Das Motto des Przeglond lautet: „Gesegnet das Volk, dessen Herr sein Gott ist.“ In Wahrheit ist damit gemeint: „Gesegnet das Volk, das keinen andern Herrn als die katholische Geistlichkeit anerkennt.“ Ob und inwieweit die ausschließliche Anerkennung dieses Herrn mit der beschwornen Treue gegen den Landesherrn und den Staat in Einklang zu bringen ist, kümmert die polnisch-jesuitischen Herausgeber selbstverständlich nicht. Daß dem Interesse der katholischen Kirche durch den durch polnisch-nationale Träumereien geleisteten Vorschub kein Segen erwachsen kann, steht für unbefangene Beurtheiler indessen ebenso unzweifelhaft fest, wie der unheilvolle Einfluß eines solchen, durch überlebte Reminiscenzen künstlich gefristeten nationalen Traumlebens auf die realen Zustände in den Polnisch redenden Theilen des Staatsgebietes.“

Hintergrund

Die Wiener „Neue Freie Presse“ hat recht: Der Reichsanzeiger ist ein unmittelbares Verkündigungsblatt der Regierung.
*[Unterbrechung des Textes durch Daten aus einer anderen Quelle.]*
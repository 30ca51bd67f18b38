use serde::{Deserialize, Serialize};

/// Runtime connection state of a channel adapter.
#[derive(Debug, Clone, Serialize, Deserialize)]
#[serde(rename_all = "snake_case")]
pub enum ChannelStatus {
    Connected,
    Connecting,
    Disconnected,
    Error(String),
}
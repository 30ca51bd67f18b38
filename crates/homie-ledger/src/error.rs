use thiserror::Error;

#[derive(Debug, Error)]
pub enum LedgerError {
    #[error("database error: {0}")]
    Database(#[from] rusqlite::Error),
}

pub type Result<T> = std::result::Result<T, LedgerError>;
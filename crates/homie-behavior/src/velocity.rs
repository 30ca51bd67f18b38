use regex::Regex;
use std::sync::OnceLock;

/// Lightweight record of a recent user message, enough to compute a
/// velocity snapshot without pulling in the full session row type.
#[derive(Debug, Clone)]
pub struct RecentMessage {
    pub author_id: String,
    pub text: String,
    pub timestamp_ms: i64,
}

#[derive(Debug, Clone, Copy, Default)]
pub struct VelocitySnapshot {
    pub is_burst: bool,
    pub is_rapid_dialogue: bool,
    pub is_continuation: bool,
}

fn continuation_pattern() -> &'static Regex {
    static PATTERN: OnceLock<Regex> = OnceLock::new();
    PATTERN.get_or_init(|| Regex::new(r"(?i)(and\s*$|…\s*$|also,\s*$)").unwrap())
}

/// Computes burst/rapid-dialogue/continuation flags over the trailing
/// `window_ms` (default 120s) of session history plus the message that
/// just arrived.
pub fn snapshot(history: &[RecentMessage], incoming_text: &str, now_ms: i64, window_ms: i64) -> VelocitySnapshot {
    let recent: Vec<&RecentMessage> = history
        .iter()
        .filter(|m| now_ms - m.timestamp_ms <= window_ms)
        .collect();

    let count = recent.len() + 1;
    let unique_authors: std::collections::HashSet<&str> =
        recent.iter().map(|m| m.author_id.as_str()).collect();

    let mut gaps_ms = Vec::new();
    let mut timestamps: Vec<i64> = recent.iter().map(|m| m.timestamp_ms).collect();
    timestamps.push(now_ms);
    timestamps.sort_unstable();
    for pair in timestamps.windows(2) {
        gaps_ms.push(pair[1] - pair[0]);
    }
    let avg_gap_ms = if gaps_ms.is_empty() {
        i64::MAX
    } else {
        gaps_ms.iter().sum::<i64>() / gaps_ms.len() as i64
    };

    let is_burst = count >= 3 && avg_gap_ms < 20_000;
    let is_rapid_dialogue = unique_authors.len() >= 2 && avg_gap_ms < 15_000;
    let is_continuation = continuation_pattern().is_match(incoming_text.trim_end());

    VelocitySnapshot {
        is_burst,
        is_rapid_dialogue,
        is_continuation,
    }
}

#[cfg(test)]
mod tests {
    use super::*;

    fn msg(author: &str, ts: i64) -> RecentMessage {
        RecentMessage {
            author_id: author.into(),
            text: "hi".into(),
            timestamp_ms: ts,
        }
    }

    #[test]
    fn three_tight_messages_from_one_author_is_burst() {
        let history = vec![msg("a", 0), msg("a", 10_000)];
        let snap = snapshot(&history, "more", 20_000, 120_000);
        assert!(snap.is_burst);
    }

    #[test]
    fn two_authors_with_short_gaps_is_rapid_dialogue() {
        let history = vec![msg("a", 0), msg("b", 5_000)];
        let snap = snapshot(&history, "hey", 10_000, 120_000);
        assert!(snap.is_rapid_dialogue);
    }

    #[test]
    fn trailing_and_triggers_continuation() {
        let snap = snapshot(&[], "so anyway and", 0, 120_000);
        assert!(snap.is_continuation);
    }

    #[test]
    fn sparse_history_is_neither_burst_nor_rapid() {
        let history = vec![msg("a", 0)];
        let snap = snapshot(&history, "hi", 200_000, 120_000);
        assert!(!snap.is_burst);
        assert!(!snap.is_rapid_dialogue);
    }
}
use std::collections::HashMap;
use std::sync::Mutex;

use crate::types::{ChatId, IncomingMessage};

/// Upper bound on the debounce delay returned by `push_and_get_debounce_ms`.
const MAX_DEBOUNCE_MS: i64 = 10_000;

/// Debounces bursts of incoming messages into a single logical turn.
///
/// Holds per-chat buffers of in-flight messages. Draining and pushing for the
/// same chat are expected to be serialized by the caller's `PerKeyLock`
/// (see `homie-agent::TurnEngine`) — this type itself is just a `Mutex`-guarded
/// map and does not attempt chat-level exclusion on its own.
pub struct MessageAccumulator {
    state: Mutex<HashMap<ChatId, ChatBuffer>>,
    /// Configured base debounce delay in milliseconds.
    debounce_ms: i64,
}

#[derive(Default)]
struct ChatBuffer {
    messages: Vec<IncomingMessage>,
    last_push_ms: Option<i64>,
}

impl MessageAccumulator {
    pub fn new(debounce_ms: i64) -> Self {
        Self {
            state: Mutex::new(HashMap::new()),
            debounce_ms,
        }
    }

    /// Append `msg` to its chat's buffer and compute the debounce delay.
    ///
    /// Clamp rules, evaluated in order:
    /// 1. commands (`text` starts with `/`) → 0
    /// 2. attachments present → 0
    /// 3. group message where `mentioned` is true → 0
    /// 4. otherwise `min(debounce_ms, min(elapsed_since_last_push, 10s))`,
    ///    where `elapsed_since_last_push` is treated as unbounded (so the
    ///    min collapses to `debounce_ms`) on the first message seen for a
    ///    chat.
    pub fn push_and_get_debounce_ms(&self, msg: IncomingMessage, now_ms: i64) -> i64 {
        let chat_id = msg.chat_id.clone();
        let is_command = msg.is_command();
        let has_attachments = msg.has_attachments();
        let mentioned_in_group = msg.is_group && msg.mentioned.unwrap_or(false);

        let mut state = self.state.lock().unwrap();
        let buf = state.entry(chat_id).or_default();

        let ms = if is_command || has_attachments || mentioned_in_group {
            0
        } else {
            match buf.last_push_ms {
                Some(last) => {
                    let elapsed = (now_ms - last).max(0).min(MAX_DEBOUNCE_MS);
                    self.debounce_ms.min(elapsed)
                }
                None => self.debounce_ms,
            }
        };

        buf.messages.push(msg);
        buf.last_push_ms = Some(now_ms);

        ms.clamp(0, MAX_DEBOUNCE_MS)
    }

    /// Return the buffered messages for `chat_id` in arrival order and clear
    /// the buffer (including the last-push timestamp, so the next message
    /// starts a fresh debounce window).
    pub fn drain(&self, chat_id: &ChatId) -> Vec<IncomingMessage> {
        let mut state = self.state.lock().unwrap();
        match state.remove(chat_id) {
            Some(buf) => buf.messages,
            None => Vec::new(),
        }
    }

    /// True if a newer message has arrived for `chat_id` than `since_ms`.
    /// Used by the turn engine's stale-discard check (original spec §4.7 step 8).
    pub fn has_newer_than(&self, chat_id: &ChatId, since_ms: i64) -> bool {
        let state = self.state.lock().unwrap();
        state
            .get(chat_id)
            .map(|buf| buf.messages.iter().any(|m| m.timestamp_ms > since_ms))
            .unwrap_or(false)
    }
}

#[cfg(test)]
mod tests {
    use super::*;

    fn msg(chat: &str, text: &str, is_group: bool, mentioned: Option<bool>, ts: i64) -> IncomingMessage {
        IncomingMessage {
            channel: "cli".into(),
            chat_id: ChatId::from(chat),
            message_id: format!("m-{ts}"),
            author_id: "u1".into(),
            author_display_name: None,
            text: text.into(),
            attachments: None,
            is_group,
            mentioned,
            is_operator: None,
            timestamp_ms: ts,
        }
    }

    #[test]
    fn command_debounces_to_zero() {
        let acc = MessageAccumulator::new(3000);
        let ms = acc.push_and_get_debounce_ms(msg("c1", "/start", false, None, 1000), 1000);
        assert_eq!(ms, 0);
    }

    #[test]
    fn attachments_debounce_to_zero() {
        let acc = MessageAccumulator::new(3000);
        let mut m = msg("c1", "look", false, None, 1000);
        m.attachments = Some(vec![crate::types::Attachment {
            kind: "image".into(),
            filename: None,
            mime: None,
            size_bytes: None,
        }]);
        let ms = acc.push_and_get_debounce_ms(m, 1000);
        assert_eq!(ms, 0);
    }

    #[test]
    fn group_mention_debounces_to_zero() {
        let acc = MessageAccumulator::new(3000);
        let m = msg("c1", "hey", true, Some(true), 1000);
        let ms = acc.push_and_get_debounce_ms(m, 1000);
        assert_eq!(ms, 0);
    }

    #[test]
    fn first_message_uses_configured_debounce() {
        let acc = MessageAccumulator::new(3000);
        let ms = acc.push_and_get_debounce_ms(msg("c1", "hi", false, None, 1000), 1000);
        assert_eq!(ms, 3000);
    }

    #[test]
    fn rapid_followup_shrinks_to_elapsed() {
        let acc = MessageAccumulator::new(3000);
        acc.push_and_get_debounce_ms(msg("c1", "hi", false, None, 1000), 1000);
        let ms = acc.push_and_get_debounce_ms(msg("c1", "and", false, None, 1200), 1200);
        assert_eq!(ms, 200);
    }

    #[test]
    fn debounce_never_exceeds_ten_seconds() {
        let acc = MessageAccumulator::new(50_000);
        let ms = acc.push_and_get_debounce_ms(msg("c1", "hi", false, None, 1000), 1000);
        assert_eq!(ms, 10_000);
    }

    #[test]
    fn drain_returns_arrival_order_and_clears() {
        let acc = MessageAccumulator::new(3000);
        acc.push_and_get_debounce_ms(msg("c1", "a", false, None, 1000), 1000);
        acc.push_and_get_debounce_ms(msg("c1", "b", false, None, 1100), 1100);
        let drained = acc.drain(&ChatId::from("c1"));
        assert_eq!(drained.len(), 2);
        assert_eq!(drained[0].text, "a");
        assert_eq!(drained[1].text, "b");
        assert!(acc.drain(&ChatId::from("c1")).is_empty());
    }
}
use serde::Deserialize;

#[derive(Debug, Clone, Deserialize)]
pub struct ExtractedFact {
    pub content: String,
    pub category: String,
}

#[derive(Debug, Clone, Deserialize)]
#[serde(rename_all = "camelCase")]
pub struct ExtractedEvent {
    pub kind: String,
    pub subject: String,
    pub trigger_at_ms: i64,
    pub recurrence: Option<String>,
}

#[derive(Debug, Clone, Default, Deserialize)]
pub struct ExtractionResult {
    #[serde(default)]
    pub facts: Vec<ExtractedFact>,
    #[serde(default)]
    pub events: Vec<ExtractedEvent>,
}

#[derive(Debug, Clone, Deserialize)]
#[serde(rename_all = "snake_case")]
pub enum ReconcileActionType {
    Add,
    Update,
    Delete,
    None,
}

#[derive(Debug, Clone, Deserialize)]
#[serde(rename_all = "camelCase")]
pub struct ReconcileAction {
    #[serde(rename = "type")]
    pub action_type: ReconcileActionType,
    pub existing_idx: Option<usize>,
    pub content: Option<String>,
}

#[derive(Debug, Clone, Default, Deserialize)]
pub struct ReconcileResult {
    #[serde(default)]
    pub actions: Vec<ReconcileAction>,
}

/// Input to an extraction pass: the turn's plain text, with no session or
/// memory framing attached.
#[derive(Debug, Clone)]
pub struct TurnText {
    pub chat_id: String,
    pub person_id: Option<String>,
    pub is_group: bool,
    pub user_text: String,
    pub assistant_text: String,
    pub timestamp_ms: i64,
}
Der Artikel erscheint ganz sicher mit Zustimmung oder sogar auf Betreiben von Bismarck. Schon seit 1883 laufen Vorbereitungen für die „Polenausweisungen“, die am 26. März 1885 anlaufen werden. Mit dem Artikel wird dafür Stimmung gemacht.

Ein möglicher Hintergrund ist Bismarcks schwache Unterstützung im Reichstag, wie sie sich auch bei der Abstimmung am 15. Dezember 1884 kundtut (siehe dazu: Unterstützung für die Opposition gegen Bismarck). Wenn der Kanzler Teile oder die ganze Zentrumspartei zu sich ziehen könnte, so hätte er eine sichere Mehrheit. Eine Attacke auf die Polen dient vermutlich dazu, das Zentrum auf „nationalen“ (=Bismarck-hörigen) Kurs zu bringen und von den polnischen Abgeordneten zu trennen.